Read the data below line by line and copy each one with "future" in it.
(Data shown Opens)
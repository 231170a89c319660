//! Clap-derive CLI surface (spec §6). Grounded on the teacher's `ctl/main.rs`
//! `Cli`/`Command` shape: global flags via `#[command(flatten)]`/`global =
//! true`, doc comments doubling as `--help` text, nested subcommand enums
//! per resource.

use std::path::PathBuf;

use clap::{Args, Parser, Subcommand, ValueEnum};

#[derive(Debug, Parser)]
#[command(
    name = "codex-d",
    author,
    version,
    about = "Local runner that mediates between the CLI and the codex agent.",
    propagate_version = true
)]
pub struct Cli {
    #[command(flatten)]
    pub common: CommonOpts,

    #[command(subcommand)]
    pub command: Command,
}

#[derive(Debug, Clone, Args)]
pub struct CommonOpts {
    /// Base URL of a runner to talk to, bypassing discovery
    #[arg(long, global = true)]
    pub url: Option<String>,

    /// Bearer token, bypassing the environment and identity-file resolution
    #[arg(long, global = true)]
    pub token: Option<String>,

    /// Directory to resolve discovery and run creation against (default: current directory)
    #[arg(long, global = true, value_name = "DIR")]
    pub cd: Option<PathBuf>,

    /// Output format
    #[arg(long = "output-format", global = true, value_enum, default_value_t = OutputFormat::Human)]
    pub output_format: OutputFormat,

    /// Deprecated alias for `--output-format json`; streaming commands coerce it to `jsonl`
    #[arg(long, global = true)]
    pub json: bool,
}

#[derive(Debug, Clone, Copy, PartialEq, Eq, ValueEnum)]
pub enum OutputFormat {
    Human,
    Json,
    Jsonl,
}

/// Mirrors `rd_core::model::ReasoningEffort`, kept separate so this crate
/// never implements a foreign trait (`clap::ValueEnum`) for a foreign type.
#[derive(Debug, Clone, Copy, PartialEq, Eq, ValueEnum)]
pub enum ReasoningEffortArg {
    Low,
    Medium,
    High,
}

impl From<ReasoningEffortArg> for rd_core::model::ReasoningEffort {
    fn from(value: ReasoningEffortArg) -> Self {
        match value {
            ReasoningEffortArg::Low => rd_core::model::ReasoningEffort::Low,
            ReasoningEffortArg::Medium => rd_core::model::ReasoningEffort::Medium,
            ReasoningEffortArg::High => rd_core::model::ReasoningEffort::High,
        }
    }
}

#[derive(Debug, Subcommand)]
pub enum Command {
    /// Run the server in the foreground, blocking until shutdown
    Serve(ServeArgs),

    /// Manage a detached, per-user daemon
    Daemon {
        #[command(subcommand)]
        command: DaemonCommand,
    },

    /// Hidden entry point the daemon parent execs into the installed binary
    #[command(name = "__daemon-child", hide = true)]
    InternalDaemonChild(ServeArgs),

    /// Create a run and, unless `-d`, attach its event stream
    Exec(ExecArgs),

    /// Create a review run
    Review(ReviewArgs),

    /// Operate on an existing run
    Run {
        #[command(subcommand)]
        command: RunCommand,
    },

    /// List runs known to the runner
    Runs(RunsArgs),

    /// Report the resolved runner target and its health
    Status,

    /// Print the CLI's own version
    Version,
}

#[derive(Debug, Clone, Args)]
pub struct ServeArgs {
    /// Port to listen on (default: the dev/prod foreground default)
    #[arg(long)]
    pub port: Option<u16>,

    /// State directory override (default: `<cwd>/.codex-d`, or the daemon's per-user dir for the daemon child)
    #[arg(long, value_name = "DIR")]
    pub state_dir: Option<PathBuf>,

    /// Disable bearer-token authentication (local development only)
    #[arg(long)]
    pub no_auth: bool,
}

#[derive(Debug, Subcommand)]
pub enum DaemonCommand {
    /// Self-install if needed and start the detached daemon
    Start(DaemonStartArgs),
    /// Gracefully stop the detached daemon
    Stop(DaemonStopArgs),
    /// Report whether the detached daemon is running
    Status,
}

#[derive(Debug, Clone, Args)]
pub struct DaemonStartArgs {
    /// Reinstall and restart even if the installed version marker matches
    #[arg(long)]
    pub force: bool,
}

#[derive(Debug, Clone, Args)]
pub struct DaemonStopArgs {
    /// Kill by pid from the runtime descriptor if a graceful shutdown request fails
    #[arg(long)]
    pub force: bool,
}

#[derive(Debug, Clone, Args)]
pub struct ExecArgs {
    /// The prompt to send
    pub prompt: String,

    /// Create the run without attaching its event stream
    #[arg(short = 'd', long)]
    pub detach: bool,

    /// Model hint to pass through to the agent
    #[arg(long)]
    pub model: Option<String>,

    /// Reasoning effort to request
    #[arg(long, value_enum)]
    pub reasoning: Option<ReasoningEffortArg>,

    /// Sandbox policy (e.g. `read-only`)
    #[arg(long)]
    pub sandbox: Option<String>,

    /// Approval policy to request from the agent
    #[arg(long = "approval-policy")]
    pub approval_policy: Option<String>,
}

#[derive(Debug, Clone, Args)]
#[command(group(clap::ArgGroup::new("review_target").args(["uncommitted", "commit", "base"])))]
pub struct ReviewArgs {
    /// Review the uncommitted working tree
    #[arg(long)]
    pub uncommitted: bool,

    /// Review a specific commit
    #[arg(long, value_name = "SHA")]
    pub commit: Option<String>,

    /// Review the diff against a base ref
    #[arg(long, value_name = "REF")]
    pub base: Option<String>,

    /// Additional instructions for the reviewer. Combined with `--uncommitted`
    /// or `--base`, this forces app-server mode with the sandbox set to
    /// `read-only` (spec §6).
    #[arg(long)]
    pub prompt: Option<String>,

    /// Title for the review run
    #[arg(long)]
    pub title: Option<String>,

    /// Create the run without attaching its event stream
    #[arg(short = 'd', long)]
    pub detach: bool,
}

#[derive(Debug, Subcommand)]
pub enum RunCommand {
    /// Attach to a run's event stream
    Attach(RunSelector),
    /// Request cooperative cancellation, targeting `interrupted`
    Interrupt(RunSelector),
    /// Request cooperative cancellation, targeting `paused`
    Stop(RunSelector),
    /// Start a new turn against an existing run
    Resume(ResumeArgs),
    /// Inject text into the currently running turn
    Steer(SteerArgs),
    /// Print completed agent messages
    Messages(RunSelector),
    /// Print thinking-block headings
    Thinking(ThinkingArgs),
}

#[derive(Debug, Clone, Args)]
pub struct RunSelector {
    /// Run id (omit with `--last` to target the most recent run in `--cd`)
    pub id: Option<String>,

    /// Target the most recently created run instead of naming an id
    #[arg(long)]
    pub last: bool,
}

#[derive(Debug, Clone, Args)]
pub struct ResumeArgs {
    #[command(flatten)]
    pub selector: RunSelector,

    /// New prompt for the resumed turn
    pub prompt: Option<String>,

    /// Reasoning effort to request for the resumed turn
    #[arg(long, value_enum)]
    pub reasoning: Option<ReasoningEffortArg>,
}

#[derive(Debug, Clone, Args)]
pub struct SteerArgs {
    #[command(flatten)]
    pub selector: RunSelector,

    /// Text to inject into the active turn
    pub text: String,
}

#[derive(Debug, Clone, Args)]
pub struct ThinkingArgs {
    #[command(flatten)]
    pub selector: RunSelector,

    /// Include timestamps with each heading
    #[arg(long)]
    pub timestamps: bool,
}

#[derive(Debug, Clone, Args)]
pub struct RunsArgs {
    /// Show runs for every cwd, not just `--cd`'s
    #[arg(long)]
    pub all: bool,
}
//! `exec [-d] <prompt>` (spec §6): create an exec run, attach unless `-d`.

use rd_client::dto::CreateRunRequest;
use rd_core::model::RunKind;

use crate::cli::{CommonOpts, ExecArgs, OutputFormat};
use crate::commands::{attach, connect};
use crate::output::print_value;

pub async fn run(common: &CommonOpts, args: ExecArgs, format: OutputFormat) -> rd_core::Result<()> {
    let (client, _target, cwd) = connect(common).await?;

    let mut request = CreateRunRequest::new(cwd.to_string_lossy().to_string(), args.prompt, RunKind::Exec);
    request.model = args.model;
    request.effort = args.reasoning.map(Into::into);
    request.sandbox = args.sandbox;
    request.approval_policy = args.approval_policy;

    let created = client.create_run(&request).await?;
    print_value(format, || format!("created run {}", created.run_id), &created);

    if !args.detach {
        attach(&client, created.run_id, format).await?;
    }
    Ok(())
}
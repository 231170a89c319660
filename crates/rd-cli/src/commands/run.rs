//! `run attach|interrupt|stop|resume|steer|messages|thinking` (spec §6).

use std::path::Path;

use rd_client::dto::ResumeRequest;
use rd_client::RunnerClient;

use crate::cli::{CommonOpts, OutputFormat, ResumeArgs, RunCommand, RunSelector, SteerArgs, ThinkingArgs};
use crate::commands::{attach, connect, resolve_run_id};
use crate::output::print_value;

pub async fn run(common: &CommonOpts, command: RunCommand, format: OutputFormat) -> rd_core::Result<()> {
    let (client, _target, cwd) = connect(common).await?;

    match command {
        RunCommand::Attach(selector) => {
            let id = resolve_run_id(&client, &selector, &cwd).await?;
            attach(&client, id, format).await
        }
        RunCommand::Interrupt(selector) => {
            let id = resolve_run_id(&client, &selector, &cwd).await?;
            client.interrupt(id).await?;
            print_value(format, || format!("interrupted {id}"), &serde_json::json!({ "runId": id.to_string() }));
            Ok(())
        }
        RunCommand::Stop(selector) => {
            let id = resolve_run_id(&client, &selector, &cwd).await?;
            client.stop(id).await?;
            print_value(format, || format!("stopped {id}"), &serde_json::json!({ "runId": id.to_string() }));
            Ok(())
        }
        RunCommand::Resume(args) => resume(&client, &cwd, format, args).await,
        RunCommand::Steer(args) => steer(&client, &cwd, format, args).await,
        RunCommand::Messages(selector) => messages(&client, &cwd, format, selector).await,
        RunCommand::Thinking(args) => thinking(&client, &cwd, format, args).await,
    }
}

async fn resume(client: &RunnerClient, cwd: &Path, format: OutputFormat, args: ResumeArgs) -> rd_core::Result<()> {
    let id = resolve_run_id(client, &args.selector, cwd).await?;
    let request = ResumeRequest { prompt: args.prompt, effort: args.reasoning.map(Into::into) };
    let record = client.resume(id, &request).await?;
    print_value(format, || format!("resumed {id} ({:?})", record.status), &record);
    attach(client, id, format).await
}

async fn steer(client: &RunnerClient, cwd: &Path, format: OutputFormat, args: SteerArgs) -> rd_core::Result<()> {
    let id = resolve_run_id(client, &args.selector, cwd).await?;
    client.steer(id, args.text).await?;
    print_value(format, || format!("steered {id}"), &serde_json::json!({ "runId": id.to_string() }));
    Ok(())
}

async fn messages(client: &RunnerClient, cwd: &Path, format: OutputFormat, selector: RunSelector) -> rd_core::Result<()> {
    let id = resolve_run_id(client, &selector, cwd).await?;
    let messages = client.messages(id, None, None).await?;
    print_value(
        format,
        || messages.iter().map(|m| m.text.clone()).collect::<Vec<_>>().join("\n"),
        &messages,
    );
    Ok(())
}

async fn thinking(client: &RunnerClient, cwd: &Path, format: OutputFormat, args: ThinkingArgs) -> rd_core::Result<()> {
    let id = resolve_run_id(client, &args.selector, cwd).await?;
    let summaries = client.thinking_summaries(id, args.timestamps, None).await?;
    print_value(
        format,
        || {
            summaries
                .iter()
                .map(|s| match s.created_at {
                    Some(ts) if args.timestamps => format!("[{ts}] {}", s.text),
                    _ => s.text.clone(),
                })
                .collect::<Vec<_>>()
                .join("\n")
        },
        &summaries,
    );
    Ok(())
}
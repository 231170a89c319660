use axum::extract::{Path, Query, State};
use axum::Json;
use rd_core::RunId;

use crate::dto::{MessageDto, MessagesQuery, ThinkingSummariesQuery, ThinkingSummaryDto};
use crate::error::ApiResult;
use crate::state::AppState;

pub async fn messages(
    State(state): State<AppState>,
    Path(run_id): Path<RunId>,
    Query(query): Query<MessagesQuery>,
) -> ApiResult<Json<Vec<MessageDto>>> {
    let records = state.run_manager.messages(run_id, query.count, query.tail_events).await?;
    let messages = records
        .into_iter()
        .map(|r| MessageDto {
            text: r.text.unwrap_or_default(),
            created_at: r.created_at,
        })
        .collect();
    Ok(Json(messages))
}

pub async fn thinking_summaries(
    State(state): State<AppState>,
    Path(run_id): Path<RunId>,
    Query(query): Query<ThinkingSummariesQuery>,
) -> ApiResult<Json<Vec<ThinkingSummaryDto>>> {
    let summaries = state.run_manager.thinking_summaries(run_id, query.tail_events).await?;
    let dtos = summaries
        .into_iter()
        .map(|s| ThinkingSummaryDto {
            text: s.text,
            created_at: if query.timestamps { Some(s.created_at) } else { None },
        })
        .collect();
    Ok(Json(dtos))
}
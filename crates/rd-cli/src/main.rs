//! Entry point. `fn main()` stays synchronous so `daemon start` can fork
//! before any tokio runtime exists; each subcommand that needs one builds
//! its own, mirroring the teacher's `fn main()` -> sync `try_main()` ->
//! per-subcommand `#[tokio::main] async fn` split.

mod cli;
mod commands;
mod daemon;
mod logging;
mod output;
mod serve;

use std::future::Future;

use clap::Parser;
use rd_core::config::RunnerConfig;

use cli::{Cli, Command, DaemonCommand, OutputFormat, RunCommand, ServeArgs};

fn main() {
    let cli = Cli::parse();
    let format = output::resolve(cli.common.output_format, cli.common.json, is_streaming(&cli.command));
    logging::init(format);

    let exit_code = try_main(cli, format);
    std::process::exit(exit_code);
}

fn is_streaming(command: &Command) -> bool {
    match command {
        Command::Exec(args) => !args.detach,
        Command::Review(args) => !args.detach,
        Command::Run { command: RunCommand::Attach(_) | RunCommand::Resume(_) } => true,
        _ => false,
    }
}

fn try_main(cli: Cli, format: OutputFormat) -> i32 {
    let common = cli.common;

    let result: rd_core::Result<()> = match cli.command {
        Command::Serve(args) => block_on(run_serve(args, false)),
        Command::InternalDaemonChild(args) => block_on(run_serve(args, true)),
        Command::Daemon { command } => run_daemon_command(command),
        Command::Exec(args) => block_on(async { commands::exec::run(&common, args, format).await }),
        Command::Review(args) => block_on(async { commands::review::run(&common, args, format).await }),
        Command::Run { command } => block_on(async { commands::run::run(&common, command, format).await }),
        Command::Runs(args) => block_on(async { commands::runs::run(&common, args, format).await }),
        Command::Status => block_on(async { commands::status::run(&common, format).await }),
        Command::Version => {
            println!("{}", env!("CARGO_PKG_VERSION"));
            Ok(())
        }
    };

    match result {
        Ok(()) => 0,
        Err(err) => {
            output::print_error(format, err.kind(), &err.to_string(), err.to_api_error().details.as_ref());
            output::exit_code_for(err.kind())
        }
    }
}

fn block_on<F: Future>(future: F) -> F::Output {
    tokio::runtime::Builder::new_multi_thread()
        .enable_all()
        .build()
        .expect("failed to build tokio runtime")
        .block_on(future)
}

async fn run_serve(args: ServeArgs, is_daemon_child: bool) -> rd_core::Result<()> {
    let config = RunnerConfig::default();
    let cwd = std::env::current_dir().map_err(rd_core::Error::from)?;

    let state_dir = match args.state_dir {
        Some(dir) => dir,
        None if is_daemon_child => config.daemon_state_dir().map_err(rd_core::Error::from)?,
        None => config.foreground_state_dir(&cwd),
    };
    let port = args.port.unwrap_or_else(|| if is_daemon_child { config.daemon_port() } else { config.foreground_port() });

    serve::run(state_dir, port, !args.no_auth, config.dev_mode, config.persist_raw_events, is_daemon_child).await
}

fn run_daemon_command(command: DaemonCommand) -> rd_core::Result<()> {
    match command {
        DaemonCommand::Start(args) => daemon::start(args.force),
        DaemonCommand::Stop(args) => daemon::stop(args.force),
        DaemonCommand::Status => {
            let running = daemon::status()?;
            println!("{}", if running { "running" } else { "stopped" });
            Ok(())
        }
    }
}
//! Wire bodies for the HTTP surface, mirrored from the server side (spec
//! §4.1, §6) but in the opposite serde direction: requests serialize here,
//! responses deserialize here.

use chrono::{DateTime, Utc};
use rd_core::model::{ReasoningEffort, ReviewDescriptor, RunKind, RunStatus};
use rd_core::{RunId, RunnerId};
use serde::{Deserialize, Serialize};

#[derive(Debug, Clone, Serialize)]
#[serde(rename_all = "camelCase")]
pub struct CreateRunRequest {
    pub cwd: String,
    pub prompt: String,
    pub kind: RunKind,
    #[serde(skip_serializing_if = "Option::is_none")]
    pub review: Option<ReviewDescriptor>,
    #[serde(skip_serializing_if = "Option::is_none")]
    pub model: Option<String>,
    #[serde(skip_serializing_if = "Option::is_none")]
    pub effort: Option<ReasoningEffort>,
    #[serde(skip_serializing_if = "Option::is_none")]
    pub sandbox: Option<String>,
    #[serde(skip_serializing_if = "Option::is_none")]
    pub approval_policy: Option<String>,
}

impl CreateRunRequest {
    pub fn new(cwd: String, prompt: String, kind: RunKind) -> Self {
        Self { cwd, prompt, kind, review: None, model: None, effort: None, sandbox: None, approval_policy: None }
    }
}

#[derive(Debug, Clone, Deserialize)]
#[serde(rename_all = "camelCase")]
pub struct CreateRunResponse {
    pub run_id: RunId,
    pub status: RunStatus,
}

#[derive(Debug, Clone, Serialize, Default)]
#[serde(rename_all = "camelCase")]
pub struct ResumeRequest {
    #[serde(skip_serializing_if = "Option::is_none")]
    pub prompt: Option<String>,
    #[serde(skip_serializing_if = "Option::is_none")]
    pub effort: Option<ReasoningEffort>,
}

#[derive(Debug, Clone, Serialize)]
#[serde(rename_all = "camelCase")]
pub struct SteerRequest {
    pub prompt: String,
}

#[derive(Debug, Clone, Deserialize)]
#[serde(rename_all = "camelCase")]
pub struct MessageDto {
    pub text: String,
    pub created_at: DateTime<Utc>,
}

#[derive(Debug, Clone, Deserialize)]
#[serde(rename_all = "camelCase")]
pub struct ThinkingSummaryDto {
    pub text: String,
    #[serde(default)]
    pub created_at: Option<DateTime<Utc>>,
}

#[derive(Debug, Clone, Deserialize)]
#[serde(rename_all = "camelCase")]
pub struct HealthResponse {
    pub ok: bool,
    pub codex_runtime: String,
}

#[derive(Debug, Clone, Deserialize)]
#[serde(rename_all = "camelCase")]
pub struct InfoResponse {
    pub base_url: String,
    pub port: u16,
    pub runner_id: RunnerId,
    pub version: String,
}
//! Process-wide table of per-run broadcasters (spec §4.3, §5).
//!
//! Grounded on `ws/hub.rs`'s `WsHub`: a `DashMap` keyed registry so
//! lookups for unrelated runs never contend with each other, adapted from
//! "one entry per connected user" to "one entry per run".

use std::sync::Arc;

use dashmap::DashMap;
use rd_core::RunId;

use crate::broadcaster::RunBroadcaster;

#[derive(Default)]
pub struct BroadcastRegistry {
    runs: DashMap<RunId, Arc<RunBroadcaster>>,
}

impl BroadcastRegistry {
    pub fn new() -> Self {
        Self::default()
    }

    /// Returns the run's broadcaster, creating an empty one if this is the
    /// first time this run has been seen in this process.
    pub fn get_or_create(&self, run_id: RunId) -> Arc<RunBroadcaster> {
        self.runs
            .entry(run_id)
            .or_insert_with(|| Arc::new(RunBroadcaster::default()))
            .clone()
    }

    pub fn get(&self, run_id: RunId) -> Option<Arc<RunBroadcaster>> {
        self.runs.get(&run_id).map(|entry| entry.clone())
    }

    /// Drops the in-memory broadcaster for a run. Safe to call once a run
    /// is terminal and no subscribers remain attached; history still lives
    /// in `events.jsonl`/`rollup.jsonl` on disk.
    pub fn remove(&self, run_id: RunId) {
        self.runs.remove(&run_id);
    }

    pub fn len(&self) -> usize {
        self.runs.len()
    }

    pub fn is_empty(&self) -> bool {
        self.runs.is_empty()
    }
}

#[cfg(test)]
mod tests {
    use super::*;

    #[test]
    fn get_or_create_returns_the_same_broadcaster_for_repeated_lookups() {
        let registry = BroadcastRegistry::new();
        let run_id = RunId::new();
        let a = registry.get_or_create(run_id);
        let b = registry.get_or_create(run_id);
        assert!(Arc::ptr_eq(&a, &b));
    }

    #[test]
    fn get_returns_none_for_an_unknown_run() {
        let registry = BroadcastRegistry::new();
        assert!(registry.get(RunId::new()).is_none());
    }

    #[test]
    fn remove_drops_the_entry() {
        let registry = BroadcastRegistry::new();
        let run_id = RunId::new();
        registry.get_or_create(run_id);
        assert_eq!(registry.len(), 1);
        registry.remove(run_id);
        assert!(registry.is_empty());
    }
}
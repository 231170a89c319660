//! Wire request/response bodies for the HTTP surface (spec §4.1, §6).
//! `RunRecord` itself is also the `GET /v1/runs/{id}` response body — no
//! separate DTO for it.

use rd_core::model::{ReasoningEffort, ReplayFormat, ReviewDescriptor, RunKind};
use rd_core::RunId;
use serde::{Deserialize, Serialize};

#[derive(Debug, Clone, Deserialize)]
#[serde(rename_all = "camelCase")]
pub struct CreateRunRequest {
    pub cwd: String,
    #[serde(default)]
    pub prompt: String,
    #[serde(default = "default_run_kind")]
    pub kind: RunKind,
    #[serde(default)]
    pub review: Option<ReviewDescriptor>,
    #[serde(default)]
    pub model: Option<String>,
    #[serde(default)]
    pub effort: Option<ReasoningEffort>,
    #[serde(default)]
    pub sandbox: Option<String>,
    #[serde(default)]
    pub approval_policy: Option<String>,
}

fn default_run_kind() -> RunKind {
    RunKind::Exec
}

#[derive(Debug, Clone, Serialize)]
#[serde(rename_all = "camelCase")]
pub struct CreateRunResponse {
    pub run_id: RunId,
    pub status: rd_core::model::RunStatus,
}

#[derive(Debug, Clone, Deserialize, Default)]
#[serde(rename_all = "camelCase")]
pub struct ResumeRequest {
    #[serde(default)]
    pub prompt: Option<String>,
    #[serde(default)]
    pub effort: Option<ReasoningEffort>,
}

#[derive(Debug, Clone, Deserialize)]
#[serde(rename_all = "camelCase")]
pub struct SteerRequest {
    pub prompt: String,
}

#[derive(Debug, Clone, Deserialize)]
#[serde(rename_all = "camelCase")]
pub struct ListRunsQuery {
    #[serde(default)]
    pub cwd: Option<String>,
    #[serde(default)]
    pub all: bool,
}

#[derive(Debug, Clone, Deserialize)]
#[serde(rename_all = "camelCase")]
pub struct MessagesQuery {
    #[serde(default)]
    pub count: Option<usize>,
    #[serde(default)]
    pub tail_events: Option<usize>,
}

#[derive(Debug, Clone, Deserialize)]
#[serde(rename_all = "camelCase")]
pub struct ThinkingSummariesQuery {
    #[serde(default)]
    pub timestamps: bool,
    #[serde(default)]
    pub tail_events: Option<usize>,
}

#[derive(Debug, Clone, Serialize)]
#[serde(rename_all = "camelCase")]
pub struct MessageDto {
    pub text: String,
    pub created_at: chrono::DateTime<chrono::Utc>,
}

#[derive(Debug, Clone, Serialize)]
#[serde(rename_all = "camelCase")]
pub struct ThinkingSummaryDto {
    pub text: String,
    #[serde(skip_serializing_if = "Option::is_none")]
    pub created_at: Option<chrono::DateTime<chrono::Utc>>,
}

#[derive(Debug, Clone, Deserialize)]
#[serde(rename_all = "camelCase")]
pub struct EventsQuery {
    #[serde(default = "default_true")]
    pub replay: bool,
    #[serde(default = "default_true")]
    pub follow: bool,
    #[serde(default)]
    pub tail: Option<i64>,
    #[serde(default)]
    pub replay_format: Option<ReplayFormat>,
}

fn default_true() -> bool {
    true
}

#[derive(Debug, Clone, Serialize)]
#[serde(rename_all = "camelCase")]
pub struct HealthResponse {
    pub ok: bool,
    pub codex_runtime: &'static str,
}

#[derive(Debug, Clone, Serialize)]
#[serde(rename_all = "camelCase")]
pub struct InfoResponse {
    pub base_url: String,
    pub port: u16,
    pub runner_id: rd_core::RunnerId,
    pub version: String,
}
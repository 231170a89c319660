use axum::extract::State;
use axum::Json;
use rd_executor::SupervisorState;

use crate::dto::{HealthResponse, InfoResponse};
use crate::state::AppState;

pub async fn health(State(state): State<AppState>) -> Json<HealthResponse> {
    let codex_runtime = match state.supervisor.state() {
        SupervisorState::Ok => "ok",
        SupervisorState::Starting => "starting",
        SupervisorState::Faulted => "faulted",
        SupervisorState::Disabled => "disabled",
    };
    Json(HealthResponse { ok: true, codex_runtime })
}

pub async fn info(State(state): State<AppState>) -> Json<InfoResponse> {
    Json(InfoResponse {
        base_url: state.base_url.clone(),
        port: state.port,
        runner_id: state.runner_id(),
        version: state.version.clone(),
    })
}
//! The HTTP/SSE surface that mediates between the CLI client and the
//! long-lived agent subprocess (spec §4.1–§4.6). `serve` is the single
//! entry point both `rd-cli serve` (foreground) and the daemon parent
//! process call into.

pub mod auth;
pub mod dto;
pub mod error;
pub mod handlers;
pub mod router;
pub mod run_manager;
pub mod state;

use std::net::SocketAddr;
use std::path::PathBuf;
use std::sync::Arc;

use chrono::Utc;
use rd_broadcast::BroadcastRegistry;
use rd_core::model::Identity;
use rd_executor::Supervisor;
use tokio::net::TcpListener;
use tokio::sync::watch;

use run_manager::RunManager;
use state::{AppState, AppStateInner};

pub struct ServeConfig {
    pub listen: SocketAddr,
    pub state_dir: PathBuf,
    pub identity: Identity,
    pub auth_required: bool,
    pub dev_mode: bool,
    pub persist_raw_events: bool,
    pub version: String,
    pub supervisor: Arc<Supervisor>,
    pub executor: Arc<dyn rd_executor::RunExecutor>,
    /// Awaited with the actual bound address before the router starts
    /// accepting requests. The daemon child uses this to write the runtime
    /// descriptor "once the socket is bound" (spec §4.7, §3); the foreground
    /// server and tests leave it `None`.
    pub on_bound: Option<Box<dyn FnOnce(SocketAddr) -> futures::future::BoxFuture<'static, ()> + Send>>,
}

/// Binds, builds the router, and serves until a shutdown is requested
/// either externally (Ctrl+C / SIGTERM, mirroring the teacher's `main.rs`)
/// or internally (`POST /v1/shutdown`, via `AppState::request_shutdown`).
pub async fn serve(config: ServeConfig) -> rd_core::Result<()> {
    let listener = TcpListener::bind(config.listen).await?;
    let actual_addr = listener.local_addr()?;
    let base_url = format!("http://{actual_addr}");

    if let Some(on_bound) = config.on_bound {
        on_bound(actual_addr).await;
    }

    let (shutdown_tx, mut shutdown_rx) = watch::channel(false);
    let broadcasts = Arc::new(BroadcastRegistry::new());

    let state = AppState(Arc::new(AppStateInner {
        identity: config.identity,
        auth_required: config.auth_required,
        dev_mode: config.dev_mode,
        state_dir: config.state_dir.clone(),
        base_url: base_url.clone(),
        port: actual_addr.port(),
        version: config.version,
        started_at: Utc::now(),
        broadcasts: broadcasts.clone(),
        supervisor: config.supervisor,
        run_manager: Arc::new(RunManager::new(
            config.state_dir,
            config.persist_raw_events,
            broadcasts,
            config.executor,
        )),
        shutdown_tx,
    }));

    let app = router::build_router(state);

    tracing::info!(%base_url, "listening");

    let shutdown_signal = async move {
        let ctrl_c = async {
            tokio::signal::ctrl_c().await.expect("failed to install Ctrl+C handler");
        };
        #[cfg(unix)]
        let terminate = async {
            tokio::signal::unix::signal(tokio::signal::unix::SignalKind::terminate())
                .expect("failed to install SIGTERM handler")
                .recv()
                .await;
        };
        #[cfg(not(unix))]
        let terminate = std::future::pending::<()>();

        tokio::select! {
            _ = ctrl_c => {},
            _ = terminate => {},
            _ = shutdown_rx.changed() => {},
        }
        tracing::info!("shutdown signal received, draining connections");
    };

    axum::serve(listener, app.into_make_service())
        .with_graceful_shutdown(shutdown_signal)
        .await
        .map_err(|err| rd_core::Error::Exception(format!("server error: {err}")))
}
(Data shown Closes)
Exercise answer
use std::future::Future;
fn block_on<F: Future>(future: F) -> F::Output {
        .block_on(future)
    pub on_bound: Option<Box<dyn FnOnce(SocketAddr) -> futures::future::BoxFuture<'static, ()> + Send>>,
        let terminate = std::future::pending::<()>();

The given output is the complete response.